In the United States, for example, petroleum use has increased steadily from
approximately 9.8 million barrels per day in 1960 to ~21 million barrels per day in 2005 [1].
The present rate of demand increase is ~1 .5 percent per year resulting in U.S. demand
expected to increase 37 percent over 2004 levels by 2025 [2]. Within this demand,
transportation and industry, the latter including plastics and materials production, consume
the greatest shares at ~66 percent and ~25 percent, respectively. Comparable increases have
been observed in other developed countries as well [3, 4].
If petroleum were plentiful, widely distributed, and environmentally benign, this situation
would be no cause for concern. Unfortunately, though, it is not the case.
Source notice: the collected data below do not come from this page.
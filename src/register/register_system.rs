use std::fmt::Display;

use log::{error, info};

use crate::common::format_word;
use crate::errors::SimError;

pub const GEN_REG_COUNT: usize = 32;

/// The general purpose register file. Register 0 is hardwired to zero
#[derive(Debug, Clone, PartialEq, Eq)]
pub struct RegisterSet {
    general: [u32; GEN_REG_COUNT],
    // "last uploaded" state, kept across resets
    baseline: [u32; GEN_REG_COUNT],
}

impl Default for RegisterSet {
    fn default() -> Self {
        Self::new()
    }
}

impl RegisterSet {
    pub fn new() -> Self {
        RegisterSet {
            general: [0; GEN_REG_COUNT],
            baseline: [0; GEN_REG_COUNT],
        }
    }

    /// Reads general register `num`, or returns an error for an index outside
    /// of the register file
    pub fn try_read(&self, num: usize) -> Result<u32, SimError> {
        match num {
            0 => Ok(0),
            n if n < GEN_REG_COUNT => Ok(self.general[n]),
            n => Err(SimError::InvalidRegisterIndex(n)),
        }
    }

    /// Reads general register `num`. Invalid indices are logged and read as 0
    pub fn read(&self, num: usize) -> u32 {
        self.try_read(num).unwrap_or_else(|e| {
            error!("{e}, reading as 0");
            0
        })
    }

    /// Writes `data` to general register `num`. Writes to register 0 are
    /// silently dropped
    pub fn try_write(&mut self, num: usize, data: u32) -> Result<(), SimError> {
        match num {
            0 => Ok(()),
            n if n < GEN_REG_COUNT => {
                info!("Wrote {} to general register {n}", format_word(data));
                self.general[n] = data;
                Ok(())
            }
            n => Err(SimError::InvalidRegisterIndex(n)),
        }
    }

    /// Writes `data` to general register `num`, logging and dropping writes
    /// to invalid indices
    pub fn write(&mut self, num: usize, data: u32) {
        if let Err(e) = self.try_write(num, data) {
            error!("{e}, treating write as NOOP");
        }
    }

    pub fn reset(&mut self) {
        self.general = [0; GEN_REG_COUNT];
    }

    /// Saves the current contents as the baseline restored by `restore_from_baseline`
    pub fn snapshot_as_baseline(&mut self) {
        self.general[0] = 0;
        self.baseline = self.general;
    }

    /// Restores the saved baseline. Register 0 is zeroed regardless of
    /// what the baseline holds
    pub fn restore_from_baseline(&mut self) {
        self.general = self.baseline;
        self.general[0] = 0;
    }

    pub fn values(&self) -> &[u32; GEN_REG_COUNT] {
        &self.general
    }
}

impl Display for RegisterSet {
    fn fmt(&self, f: &mut std::fmt::Formatter<'_>) -> std::fmt::Result {
        for (i, reg) in self.general.iter().enumerate() {
            writeln!(f, "${i:02}: {}", format_word(*reg))?;
        }
        Ok(())
    }
}

#[cfg(test)]
mod test {
    use super::{RegisterSet, GEN_REG_COUNT};
    use crate::errors::SimError;

    use rand::random;

    #[test]
    fn zero_register_is_hardwired() {
        let mut regs = RegisterSet::new();
        regs.write(0, 0xDEAD_BEEF);
        assert_eq!(regs.read(0), 0);
        assert!(regs.try_write(0, 5).is_ok());
        assert_eq!(regs.try_read(0), Ok(0));
    }

    #[test]
    fn writes_read_back() {
        let mut regs = RegisterSet::new();
        let vals: Vec<u32> = (0..GEN_REG_COUNT).map(|_| random()).collect();
        for (i, val) in vals.iter().enumerate() {
            regs.write(i, *val);
        }
        assert_eq!(regs.read(0), 0);
        for i in 1..GEN_REG_COUNT {
            assert_eq!(regs.read(i), vals[i]);
        }
    }

    #[test]
    fn invalid_index_reads_zero_and_drops_writes() {
        let mut regs = RegisterSet::new();
        assert_eq!(regs.read(32), 0);
        assert_eq!(regs.try_read(40), Err(SimError::InvalidRegisterIndex(40)));
        assert_eq!(
            regs.try_write(32, 1),
            Err(SimError::InvalidRegisterIndex(32))
        );
        regs.write(usize::MAX, 7);
        assert_eq!(regs, RegisterSet::new());
    }

    #[test]
    fn baseline_is_a_copy() {
        let mut regs = RegisterSet::new();
        regs.write(3, 33);
        regs.snapshot_as_baseline();
        regs.write(3, 44);
        regs.reset();
        assert_eq!(regs.read(3), 0);
        regs.restore_from_baseline();
        assert_eq!(regs.read(3), 33);
    }

    #[test]
    fn restore_zeroes_register_zero() {
        let mut regs = RegisterSet::new();
        regs.baseline[0] = 0xFFFF_FFFF;
        regs.baseline[1] = 1;
        regs.restore_from_baseline();
        assert_eq!(regs.values()[0], 0);
        assert_eq!(regs.read(1), 1);
    }

    #[test]
    fn displays_every_register() {
        let mut regs = RegisterSet::new();
        regs.write(31, 0x1234_5678);
        let shown = regs.to_string();
        assert_eq!(shown.lines().count(), GEN_REG_COUNT);
        assert!(shown.contains("$00: 0000 0000"));
        assert!(shown.contains("$31: 1234 5678"));
    }

    #[test]
    fn reset_twice_matches_once() {
        let mut once = RegisterSet::new();
        once.write(2, 2);
        once.reset();
        let mut twice = once.clone();
        twice.reset();
        assert_eq!(once, twice);
    }
}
First, the demand of the developed economies for petroleum is now reaching a level that
is comparable to known reserve limits. For example, an estimated 875 billion barrels of oil
have been consumed since the dawn of the oil age [5], while 1.7 trillion barrels remain in
proven reserves (within oil fields discovered but not yet pumped out), and another estimated
900 billion remain to be discovered [6]. Of the 875 billion consumed, however, greater than
60 percent (550 billion) have been consumed since 1975. With world demand continuing to
rise at ~2 percent per year, the world production peak is estimated to occur between 2026 and
2047 [5]. Within the United States, crude oil production is expected to peak in 2010 [2], and
the remainder of the petroleum that is easily accessible given both geological and political
constraints is expected to peak in that approximate time frame as well [6].
This raises the second issue, that of petroleum accessibility, given both geological and
political constraints. Geological factors dictate that not all petroleum is equally accessible.